EXERCISE >>
Copy out every line of the data exactly.

---------- DATASET

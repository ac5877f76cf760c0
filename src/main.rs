use std::fs::{self, OpenOptions};
use std::io;
use std::path::{Path, PathBuf};
use std::sync::mpsc::{self, Receiver};
use std::sync::{Arc, Mutex};

use anyhow::Context;
use clap::Parser;
use crossterm::event::{DisableMouseCapture, EnableMouseCapture};
use crossterm::execute;
use crossterm::terminal::{
    EnterAlternateScreen, LeaveAlternateScreen, disable_raw_mode, enable_raw_mode,
};
use ratatui::prelude::*;
use tracing::{info, warn};
use tracing_subscriber::EnvFilter;

mod app;
mod bridge;
mod config;
mod consumer;
mod error;
mod event_queue;
mod event_source;
mod events;
mod outbound;
mod pause;
mod reload;
mod router;
mod session_event;
mod shutdown;
mod store;
mod surfaces;
mod theme;
mod ticker;
mod ui;
mod worker;

use app::{App, AppParts};
use bridge::EventBridge;
use config::Config;
use event_source::{INBOX_LOG_SUFFIX, JsonlLogSource};
use events::AppMessage;
use pause::PauseHandshake;
use reload::Reloader;
use shutdown::Shutdown;
use store::{JsonlStore, StateStore, session_log_path};
use theme::Theme;
use worker::{ControlDirWorker, WorkerControl};

const MAX_MESSAGES_PER_LOOP: usize = 128;

#[derive(Debug, Parser)]
#[command(name = "loopdeck")]
#[command(about = "Terminal dashboard for supervising an iteration loop session")]
struct Args {
    /// Directory holding the session logs and control files
    #[arg(long, default_value = ".loopdeck")]
    dir: PathBuf,

    /// Session to supervise
    #[arg(long)]
    session: String,

    /// Log file pattern to follow (`*` wildcard); defaults to the session id
    #[arg(long)]
    pattern: Option<String>,

    /// Configuration file
    #[arg(long, default_value = "loopdeck.toml")]
    config: PathBuf,

    /// Diagnostics log; defaults to <dir>/loopdeck.log
    #[arg(long)]
    log_file: Option<PathBuf>,

    /// Observe only; never write pause or resume markers
    #[arg(long)]
    read_only: bool,
}

impl Args {
    fn pattern(&self) -> &str {
        self.pattern.as_deref().unwrap_or(&self.session)
    }

    fn log_file(&self) -> PathBuf {
        self.log_file
            .clone()
            .unwrap_or_else(|| self.dir.join("loopdeck.log"))
    }

    fn inbox_file(&self) -> PathBuf {
        self.dir.join(format!("{}{INBOX_LOG_SUFFIX}", self.session))
    }
}

fn main() -> anyhow::Result<()> {
    let args = Args::parse();
    fs::create_dir_all(&args.dir)
        .with_context(|| format!("creating {}", args.dir.display()))?;
    init_logging(&args.log_file())?;
    let config = Config::load_or_default(&args.config);
    let theme = Theme::from_overrides(&config.colors);
    info!(session = %args.session, dir = %args.dir.display(), "starting loopdeck");

    enable_raw_mode()?;
    let mut stdout = io::stdout();
    execute!(stdout, EnterAlternateScreen, EnableMouseCapture)?;

    let backend = CrosstermBackend::new(stdout);
    let mut terminal = Terminal::new(backend)?;
    terminal.clear()?;
    let result = run_app(&mut terminal, &args, &config, &theme);

    disable_raw_mode()?;
    execute!(
        terminal.backend_mut(),
        DisableMouseCapture,
        LeaveAlternateScreen
    )?;
    terminal.show_cursor()?;

    result
}

fn init_logging(path: &Path) -> anyhow::Result<()> {
    let file = OpenOptions::new()
        .create(true)
        .append(true)
        .open(path)
        .with_context(|| format!("opening log file {}", path.display()))?;
    tracing_subscriber::fmt()
        .with_env_filter(EnvFilter::from_default_env().add_directive("loopdeck=info".parse()?))
        .with_writer(Mutex::new(file))
        .with_ansi(false)
        .init();
    Ok(())
}

fn run_app(
    terminal: &mut Terminal<CrosstermBackend<io::Stdout>>,
    args: &Args,
    config: &Config,
    theme: &Theme,
) -> anyhow::Result<()> {
    let (tx, rx) = mpsc::channel();
    let shutdown = Shutdown::new();

    let (queue_tx, queue_rx) = event_queue::bounded(config.queues.event_capacity);
    let source = JsonlLogSource::new(&args.dir, config.source.poll_interval());
    EventBridge::start(&source, args.pattern(), queue_tx, &tx).stop_on(&shutdown);
    consumer::spawn_event_consumer(queue_rx, tx.clone())?;

    let store: Arc<dyn StateStore> = Arc::new(JsonlStore::new(&args.dir));
    let (reloader, reload_rx) = Reloader::channel();
    reload::spawn_reload_worker(reload_rx, store, tx.clone())?;

    let (outbound, outbound_rx) = outbound::channel(config.queues.outbound_capacity, tx.clone());
    let inbox_writer = outbound::spawn_inbox_writer(outbound_rx, args.inbox_file())?;

    let worker: Option<Box<dyn WorkerControl>> = if args.read_only {
        None
    } else {
        Some(Box::new(ControlDirWorker::for_session(
            &args.dir,
            &args.session,
        )))
    };

    events::spawn_input_reader(tx.clone(), shutdown.clone())?;
    let log_path = session_log_path(&args.dir, &args.session);
    ticker::spawn_periodic(
        "health-probe",
        config.timers.health_interval(),
        shutdown.clone(),
        tx.clone(),
        move || AppMessage::HealthChecked(log_path.exists()),
    )?;
    ticker::spawn_periodic(
        "duration-tick",
        config.timers.duration_tick(),
        shutdown.clone(),
        tx,
        || AppMessage::DurationTick,
    )?;

    let size = terminal.size()?;
    let mut app = App::new(AppParts {
        session: args.session.clone(),
        screen: Rect::new(0, 0, size.width, size.height),
        pause: PauseHandshake::new(worker),
        outbound,
        reloader,
        tick_interval: config.timers.duration_tick(),
    });
    app.request_reload();

    let result = drive(terminal, &mut app, &rx, theme);

    shutdown.trigger();
    drop(app);
    if inbox_writer.join().is_err() {
        warn!("inbox writer panicked");
    }
    info!(session = %args.session, "loopdeck stopped");
    result
}

fn drive(
    terminal: &mut Terminal<CrosstermBackend<io::Stdout>>,
    app: &mut App,
    messages: &Receiver<AppMessage>,
    theme: &Theme,
) -> anyhow::Result<()> {
    while app.running {
        terminal.draw(|frame| ui::render(frame, app, theme))?;
        let Ok(message) = messages.recv() else {
            break;
        };
        app.handle_message(message);
        for message in messages.try_iter().take(MAX_MESSAGES_PER_LOOP) {
            if !app.running {
                break;
            }
            app.handle_message(message);
        }
    }
    Ok(())
}

#[cfg(test)]
#[path = "../tests/unit/main_launch_tests.rs"]
mod tests;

--------------------

OUTPUT FOR THIS TASK >>
repository ac5877f76cf760c0
filename src/main.rs
use std::fs::{self, OpenOptions};
use std::io;
use std::path::{Path, PathBuf};
use std::sync::mpsc::{self, Receiver};
use std::sync::{Arc, Mutex};

use anyhow::Context;
use clap::Parser;
use crossterm::event::{DisableMouseCapture, EnableMouseCapture};
use crossterm::execute;
use crossterm::terminal::{
    EnterAlternateScreen, LeaveAlternateScreen, disable_raw_mode, enable_raw_mode,
};
use ratatui::prelude::*;
use tracing::{info, warn};
use tracing_subscriber::EnvFilter;

mod app;
mod bridge;
mod config;
mod consumer;
mod error;
mod event_queue;
mod event_source;
mod events;
mod outbound;
mod pause;
mod reload;
mod router;
mod session_event;
mod shutdown;
mod store;
mod surfaces;
mod theme;
mod ticker;
mod ui;
mod worker;

use app::{App, AppParts};
use bridge::EventBridge;
use config::Config;
use event_source::{INBOX_LOG_SUFFIX, JsonlLogSource};
use events::AppMessage;
use pause::PauseHandshake;
use reload::Reloader;
use shutdown::Shutdown;
use store::{JsonlStore, StateStore, session_log_path};
use theme::Theme;
use worker::{ControlDirWorker, WorkerControl};

const MAX_MESSAGES_PER_LOOP: usize = 128;

#[derive(Debug, Parser)]
#[command(name = "loopdeck")]
#[command(about = "Terminal dashboard for supervising an iteration loop session")]
struct Args {
    /// Directory holding the session logs and control files
    #[arg(long, default_value = ".loopdeck")]
    dir: PathBuf,

    /// Session to supervise
    #[arg(long)]
    session: String,

    /// Log file pattern to follow (`*` wildcard); defaults to the session id
    #[arg(long)]
    pattern: Option<String>,

    /// Configuration file
    #[arg(long, default_value = "loopdeck.toml")]
    config: PathBuf,

    /// Diagnostics log; defaults to <dir>/loopdeck.log
    #[arg(long)]
    log_file: Option<PathBuf>,

    /// Observe only; never write pause or resume markers
    #[arg(long)]
    read_only: bool,
}

impl Args {
    fn pattern(&self) -> &str {
        self.pattern.as_deref().unwrap_or(&self.session)
    }

    fn log_file(&self) -> PathBuf {
        self.log_file
            .clone()
            .unwrap_or_else(|| self.dir.join("loopdeck.log"))
    }

    fn inbox_file(&self) -> PathBuf {
        self.dir.join(format!("{}{INBOX_LOG_SUFFIX}", self.session))
    }
}

fn main() -> anyhow::Result<()> {
    let args = Args::parse();
    fs::create_dir_all(&args.dir)
        .with_context(|| format!("creating {}", args.dir.display()))?;
    init_logging(&args.log_file())?;
    let config = Config::load_or_default(&args.config);
    let theme = Theme::from_overrides(&config.colors);
    info!(session = %args.session, dir = %args.dir.display(), "starting loopdeck");

    enable_raw_mode()?;
    let mut stdout = io::stdout();
    execute!(stdout, EnterAlternateScreen, EnableMouseCapture)?;

    let backend = CrosstermBackend::new(stdout);
    let mut terminal = Terminal::new(backend)?;
    terminal.clear()?;
    let result = run_app(&mut terminal, &args, &config, &theme);

    disable_raw_mode()?;
    execute!(
        terminal.backend_mut(),
        DisableMouseCapture,
        LeaveAlternateScreen
    )?;
    terminal.show_cursor()?;

    result
}

fn init_logging(path: &Path) -> anyhow::Result<()> {
    let file = OpenOptions::new()
        .create(true)
        .append(true)
        .open(path)
        .with_context(|| format!("opening log file {}", path.display()))?;
    tracing_subscriber::fmt()
        .with_env_filter(EnvFilter::from_default_env().add_directive("loopdeck=info".parse()?))
        .with_writer(Mutex::new(file))
        .with_ansi(false)
        .init();
    Ok(())
}

fn run_app(
    terminal: &mut Terminal<CrosstermBackend<io::Stdout>>,
    args: &Args,
    config: &Config,
    theme: &Theme,
) -> anyhow::Result<()> {
    let (tx, rx) = mpsc::channel();
    let shutdown = Shutdown::new();

    let (queue_tx, queue_rx) = event_queue::bounded(config.queues.event_capacity);
    let source = JsonlLogSource::new(&args.dir, config.source.poll_interval());
    EventBridge::start(&source, args.pattern(), queue_tx, &tx).stop_on(&shutdown);
    consumer::spawn_event_consumer(queue_rx, tx.clone())?;

    let store: Arc<dyn StateStore> = Arc::new(JsonlStore::new(&args.dir));
    let (reloader, reload_rx) = Reloader::channel();
    reload::spawn_reload_worker(reload_rx, store, tx.clone())?;

    let (outbound, outbound_rx) = outbound::channel(config.queues.outbound_capacity, tx.clone());
    let inbox_writer = outbound::spawn_inbox_writer(outbound_rx, args.inbox_file())?;

    let worker: Option<Box<dyn WorkerControl>> = if args.read_only {
        None
    } else {
        Some(Box::new(ControlDirWorker::for_session(
            &args.dir,
            &args.session,
        )))
    };

    events::spawn_input_reader(tx.clone(), shutdown.clone())?;
    let log_path = session_log_path(&args.dir, &args.session);
    ticker::spawn_periodic(
        "health-probe",
        config.timers.health_interval(),
        shutdown.clone(),
        tx.clone(),
        move || AppMessage::HealthChecked(log_path.exists()),
    )?;
    ticker::spawn_periodic(
        "duration-tick",
        config.timers.duration_tick(),
        shutdown.clone(),
        tx,
        || AppMessage::DurationTick,
    )?;

    let size = terminal.size()?;
    let mut app = App::new(AppParts {
        session: args.session.clone(),
        screen: Rect::new(0, 0, size.width, size.height),
        pause: PauseHandshake::new(worker),
        outbound,
        reloader,
        tick_interval: config.timers.duration_tick(),
    });
    app.request_reload();

    let result = drive(terminal, &mut app, &rx, theme);

    shutdown.trigger();
    drop(app);
    if inbox_writer.join().is_err() {
        warn!("inbox writer panicked");
    }
    info!(session = %args.session, "loopdeck stopped");
    result
}

fn drive(
    terminal: &mut Terminal<CrosstermBackend<io::Stdout>>,
    app: &mut App,
    messages: &Receiver<AppMessage>,
    theme: &Theme,
) -> anyhow::Result<()> {
    while app.running {
        terminal.draw(|frame| ui::render(frame, app, theme))?;
        let Ok(message) = messages.recv() else {
            break;
        };
        app.handle_message(message);
        for message in messages.try_iter().take(MAX_MESSAGES_PER_LOOP) {
            if !app.running {
                break;
            }
            app.handle_message(message);
        }
    }
    Ok(())
}

#[cfg(test)]
#[path = "../tests/unit/main_launch_tests.rs"]
mod tests;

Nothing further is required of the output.